I can’t remeber where I read this but I recall a quote that went along the lines of “early risers are always right - if you get up oast their schedule it appears you most apologise”. (Said firmly tongue in cheek). Op - I got up at 5am this morning - would that have been an ok time to wake up your children!”?

lhastingsmua · 02/06/2019 01:16

I think 7am is much too early for loud & rowdy kids.

And, yes, I work full time and wake up at 5/6am so 7am isn’t particularly early for me. However you’re not at home getting ready for work at 7am - you’re on holiday. It’s completely normal and respectable that other guests don’t want to get up at 7am on holiday! It’s supposed to be a relaxing break from everyday life.

Also, I specifically said loud and rowdy in reference to your children because it’s the sort of noise that you can’t really sleep through or get back to sleep after being disturbed by it. High pitched voices, screaming stomping, heavy running etc. It’s awful.

Ferii · 02/06/2019 01:19

7am is early in our family so I wouldn't be delighted to wake up to another person's child on my holiday. You weren't to know that on the first day of course but now you do can you take your child out to the garden or a local park for an hour as a compromise?

SunshineSpring · 02/06/2019 05:02

Loving these suggestions to take the kids into the garden. The neighbours are just going to adore that!
And I dont know about your local park, but ours opens at 7am.

My kids (its 7am now) have watched an hour of TV, and the big one is now making pancakes for breakfast.
Just as I wouldnt expect silence after kids have gone to bed and the adults are still up, I dont think you can expect silence at what is not a crazy early time in the morning.

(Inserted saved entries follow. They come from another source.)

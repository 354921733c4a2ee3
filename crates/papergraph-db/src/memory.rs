//! In-process content store with optional JSON snapshot persistence.

use async_trait::async_trait;
use papergraph_llm::{Embedder, HashedEmbedder};
use serde::{Deserialize, Serialize};
use std::collections::HashMap;
use std::path::{Path, PathBuf};
use std::sync::Arc;
use tokio::sync::RwLock;

use crate::error::Result;
use crate::schema::{Namespace, PaperRecord, RecordMetadata, SimilarPaper};
use crate::store::ContentStore;
use crate::vector::{distance, normalize};

#[derive(Clone)]
struct Entry {
    record: PaperRecord,
    /// Empty when the record could not be embedded; skipped by search.
    vector: Vec<f32>,
}

/// Snapshot row. Vectors are kept so a reload does not re-embed.
#[derive(Serialize)]
struct SavedRef<'a> {
    #[serde(flatten)]
    record: &'a PaperRecord,
    embedding: &'a [f32],
    embedding_model: &'a str,
}

#[derive(Deserialize)]
struct Saved {
    #[serde(flatten)]
    record: PaperRecord,
    #[serde(default)]
    embedding: Vec<f32>,
    #[serde(default)]
    embedding_model: String,
}

/// Records per namespace, kept in first-insertion order.
#[derive(Clone)]
pub struct MemoryStore {
    namespaces: Arc<RwLock<HashMap<Namespace, Vec<Entry>>>>,
    snapshot: Option<PathBuf>,
    embedder: Arc<dyn Embedder>,
}

impl Default for MemoryStore {
    fn default() -> Self {
        Self {
            namespaces: Arc::default(),
            snapshot: None,
            embedder: Arc::new(HashedEmbedder),
        }
    }
}

impl MemoryStore {
    /// In-memory store using offline hashed vectors.
    pub fn new() -> Self {
        Self::default()
    }

    pub fn with_embedder(mut self, embedder: Arc<dyn Embedder>) -> Self {
        self.embedder = embedder;
        self
    }

    /// Open a store backed by a JSON snapshot file, loading it if present.
    ///
    /// Rows saved under a different embedding model are re-embedded; if that
    /// fails they load without a vector and are left out of similarity search.
    pub async fn open(path: impl AsRef<Path>, embedder: Arc<dyn Embedder>) -> Result<Self> {
        let path = path.as_ref().to_path_buf();
        let mut namespaces = HashMap::new();
        if tokio::fs::try_exists(&path).await? {
            let raw = tokio::fs::read(&path).await?;
            let saved: HashMap<Namespace, Vec<Saved>> = serde_json::from_slice(&raw)?;
            for (ns, rows) in saved {
                let entries = load_entries(rows, embedder.as_ref(), &ns).await;
                namespaces.insert(ns, entries);
            }
            tracing::info!(path = %path.display(), namespaces = namespaces.len(), "Content store loaded");
        }
        Ok(Self {
            namespaces: Arc::new(RwLock::new(namespaces)),
            snapshot: Some(path),
            embedder,
        })
    }

    pub async fn len(&self, namespace: &Namespace) -> usize {
        self.namespaces.read().await.get(namespace).map_or(0, Vec::len)
    }

    async fn embed_one(&self, text: &str) -> Result<Vec<f32>> {
        let mut vectors = self.embedder.embed(&[text.to_string()]).await?;
        let mut v = vectors.pop().unwrap_or_default();
        normalize(&mut v);
        Ok(v)
    }

    /// Write the snapshot as it would look with `namespace` replaced by
    /// `entries`. Callers commit to memory only after this succeeds.
    async fn persist(
        &self,
        namespaces: &HashMap<Namespace, Vec<Entry>>,
        namespace: &Namespace,
        entries: &[Entry],
    ) -> Result<()> {
        let Some(path) = &self.snapshot else { return Ok(()) };
        let model = self.embedder.model_id();
        let mut saved: HashMap<&Namespace, Vec<SavedRef<'_>>> = namespaces
            .iter()
            .filter(|(ns, _)| *ns != namespace)
            .map(|(ns, entries)| (ns, saved_rows(entries, model)))
            .collect();
        saved.insert(namespace, saved_rows(entries, model));

        let json = serde_json::to_vec_pretty(&saved)?;
        if let Some(parent) = path.parent().filter(|p| !p.as_os_str().is_empty()) {
            tokio::fs::create_dir_all(parent).await?;
        }
        let tmp = path.with_extension("json.tmp");
        tokio::fs::write(&tmp, json).await?;
        tokio::fs::rename(&tmp, path).await?;
        Ok(())
    }
}

fn saved_rows<'a>(entries: &'a [Entry], model: &'a str) -> Vec<SavedRef<'a>> {
    entries
        .iter()
        .map(|e| SavedRef { record: &e.record, embedding: &e.vector, embedding_model: model })
        .collect()
}

async fn load_entries(rows: Vec<Saved>, embedder: &dyn Embedder, ns: &Namespace) -> Vec<Entry> {
    let stale: Vec<usize> = rows
        .iter()
        .enumerate()
        .filter(|(_, r)| r.embedding.is_empty() || r.embedding_model != embedder.model_id())
        .map(|(i, _)| i)
        .collect();
    let mut entries: Vec<Entry> = rows
        .into_iter()
        .map(|r| Entry { record: r.record, vector: r.embedding })
        .collect();
    if stale.is_empty() {
        return entries;
    }

    let texts: Vec<String> = stale.iter().map(|&i| entries[i].record.document.clone()).collect();
    match embedder.embed(&texts).await {
        Ok(vectors) => {
            for (&i, mut v) in stale.iter().zip(vectors) {
                normalize(&mut v);
                entries[i].vector = v;
            }
            tracing::info!(namespace = %ns, count = stale.len(), model = embedder.model_id(), "Re-embedded stored papers");
        }
        Err(e) => {
            tracing::warn!(namespace = %ns, count = stale.len(), error = %e, "Could not re-embed stored papers");
            for &i in &stale {
                entries[i].vector.clear();
            }
        }
    }
    entries
}

#[async_trait]
impl ContentStore for MemoryStore {
    async fn store(
        &self,
        id: &str,
        text: &str,
        metadata: RecordMetadata,
        namespace: &Namespace,
    ) -> Result<()> {
        let vector = self.embed_one(text).await?;
        let entry = Entry {
            record: PaperRecord { id: id.to_string(), document: text.to_string(), metadata },
            vector,
        };

        let mut guard = self.namespaces.write().await;
        let mut entries = guard.get(namespace).cloned().unwrap_or_default();
        match entries.iter_mut().find(|e| e.record.id == id) {
            Some(existing) => *existing = entry,
            None => entries.push(entry),
        }
        self.persist(&guard, namespace, &entries).await?;
        guard.insert(namespace.clone(), entries);
        tracing::debug!(paper_id = %id, namespace = %namespace, "Stored paper");
        Ok(())
    }

    async fn get_by_ids(&self, ids: &[String], namespace: &Namespace) -> Result<Vec<PaperRecord>> {
        let guard = self.namespaces.read().await;
        let Some(entries) = guard.get(namespace) else { return Ok(Vec::new()) };
        Ok(ids
            .iter()
            .filter_map(|id| entries.iter().find(|e| &e.record.id == id))
            .map(|e| e.record.clone())
            .collect())
    }

    async fn get_all(&self, namespace: &Namespace) -> Result<Vec<PaperRecord>> {
        let guard = self.namespaces.read().await;
        Ok(guard
            .get(namespace)
            .map(|entries| entries.iter().map(|e| e.record.clone()).collect())
            .unwrap_or_default())
    }

    async fn query_similar(
        &self,
        query: &str,
        k: usize,
        namespace: &Namespace,
    ) -> Result<Vec<SimilarPaper>> {
        if k == 0 || self.len(namespace).await == 0 {
            return Ok(Vec::new());
        }
        let q = self.embed_one(query).await?;
        let guard = self.namespaces.read().await;
        let Some(entries) = guard.get(namespace) else { return Ok(Vec::new()) };

        let mut hits: Vec<SimilarPaper> = entries
            .iter()
            .filter_map(|e| {
                Some(SimilarPaper {
                    id: e.record.id.clone(),
                    document: e.record.document.clone(),
                    metadata: e.record.metadata.clone(),
                    distance: distance(&q, &e.vector)?,
                })
            })
            .collect();
        hits.sort_by(|a, b| a.distance.total_cmp(&b.distance));
        hits.truncate(k);
        Ok(hits)
    }

    async fn delete(&self, id: &str, namespace: &Namespace) -> Result<bool> {
        let mut guard = self.namespaces.write().await;
        let Some(current) = guard.get(namespace) else { return Ok(false) };
        if !current.iter().any(|e| e.record.id == id) {
            return Ok(false);
        }
        let remaining: Vec<Entry> = current.iter().filter(|e| e.record.id != id).cloned().collect();
        self.persist(&guard, namespace, &remaining).await?;
        guard.insert(namespace.clone(), remaining);
        tracing::info!(paper_id = %id, namespace = %namespace, "Deleted paper");
        Ok(true)
    }
}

Noisy activities, for sure, should be stopped, but making some toast? TV on low? Reading a book? Any child that cant sleep through that is going to struggle.

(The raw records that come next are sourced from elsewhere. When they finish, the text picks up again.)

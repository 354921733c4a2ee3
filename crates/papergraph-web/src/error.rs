//! API errors rendered as `{"detail": ...}` JSON with a matching status.

use axum::http::StatusCode;
use axum::response::{IntoResponse, Response};
use axum::Json;
use serde::Serialize;

#[derive(Debug, Serialize)]
pub struct ErrorBody {
    pub detail: String,
}

#[derive(Debug, thiserror::Error)]
pub enum ApiError {
    #[error("Invalid request: {0}")]
    BadRequest(String),

    #[error("Not found: {0}")]
    NotFound(String),

    #[error("Internal error: {0}")]
    Internal(String),
}

impl ApiError {
    pub fn status(&self) -> StatusCode {
        match self {
            ApiError::BadRequest(_) => StatusCode::BAD_REQUEST,
            ApiError::NotFound(_)   => StatusCode::NOT_FOUND,
            ApiError::Internal(_)   => StatusCode::INTERNAL_SERVER_ERROR,
        }
    }
}

impl IntoResponse for ApiError {
    fn into_response(self) -> Response {
        let status = self.status();
        let detail = match self {
            ApiError::BadRequest(d) | ApiError::NotFound(d) => d,
            ApiError::Internal(d) => {
                tracing::error!(detail = %d, "API internal error");
                d
            }
        };
        (status, Json(ErrorBody { detail })).into_response()
    }
}

impl From<axum::extract::multipart::MultipartError> for ApiError {
    fn from(err: axum::extract::multipart::MultipartError) -> Self {
        ApiError::BadRequest(err.body_text())
    }
}

pub type ApiResult<T> = Result<T, ApiError>;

LastChanceFinalOffer · 02/06/2019 06:11

I'm not a morning person and my DC sleep until 8.30am. They know not to wake others or make noise before everyone is up. I don't care if your DC normally gets up at 5am. It's inconsiderate to disturb other people especially when they're on holidays. Agree with PP take them to the local park or somewhere where they won't disturb others. It goes without saying that the same is expected in the evening after bed time.

Petalflowers · 02/06/2019 08:36

No where does it say op was being noisy, just doing morning routine stuff. (Making breakfast?).

LastChanceFinalOffer · 02/06/2019 09:02

No where does it say op was being noisy, just doing morning routine stuff. (Making breakfast?).

Op said "my dcs woke up and made some noise.
Normal noise, but other mum came out of her room mad and begged "please let my child sleep a bit longer, its seven o'clock!"

They were making enough noise to disturb the other mum. She was worried they would wake her DC. She wouldn't have had to ask them to quiet down otherwise.

frenchknitting · 02/06/2019 09:16

There are lots of threads lately where people don't seem to understand that other people keep different hours to them.

Both my DC have always been late sleepers and impossible to put to bed early. DS2 is still asleep now Smile, and I'm drinking coffee in bed. Which is nice, as I'm up at 5.30 in the week. It was less nice when he was wanting to chat at 9pm last night.

DC1 has always naturally kept those hours, no matter how much we tried to change them. DC2 probably fit in around DC1 to an extent, but has never really woke up early.

You really need to check these things before agreeing to go on holiday with people.

hettie · 02/06/2019 09:31

In our family we have an adult and a child who are night owls and an adult and a child who are larks. That is just the natural body clocks of all concerned and we are all considerate of each other. There is no way the early risers would wake the others up because it was 'normal' to be up at that time or morally superior Hmm. Likewise I wouldn't dream of playing music, loud TV or banging and bashing at 11.30 pm because it's early and you loosers shouldn't be in bed. Grin.
Tolerance, consideration and politeness are the way forward.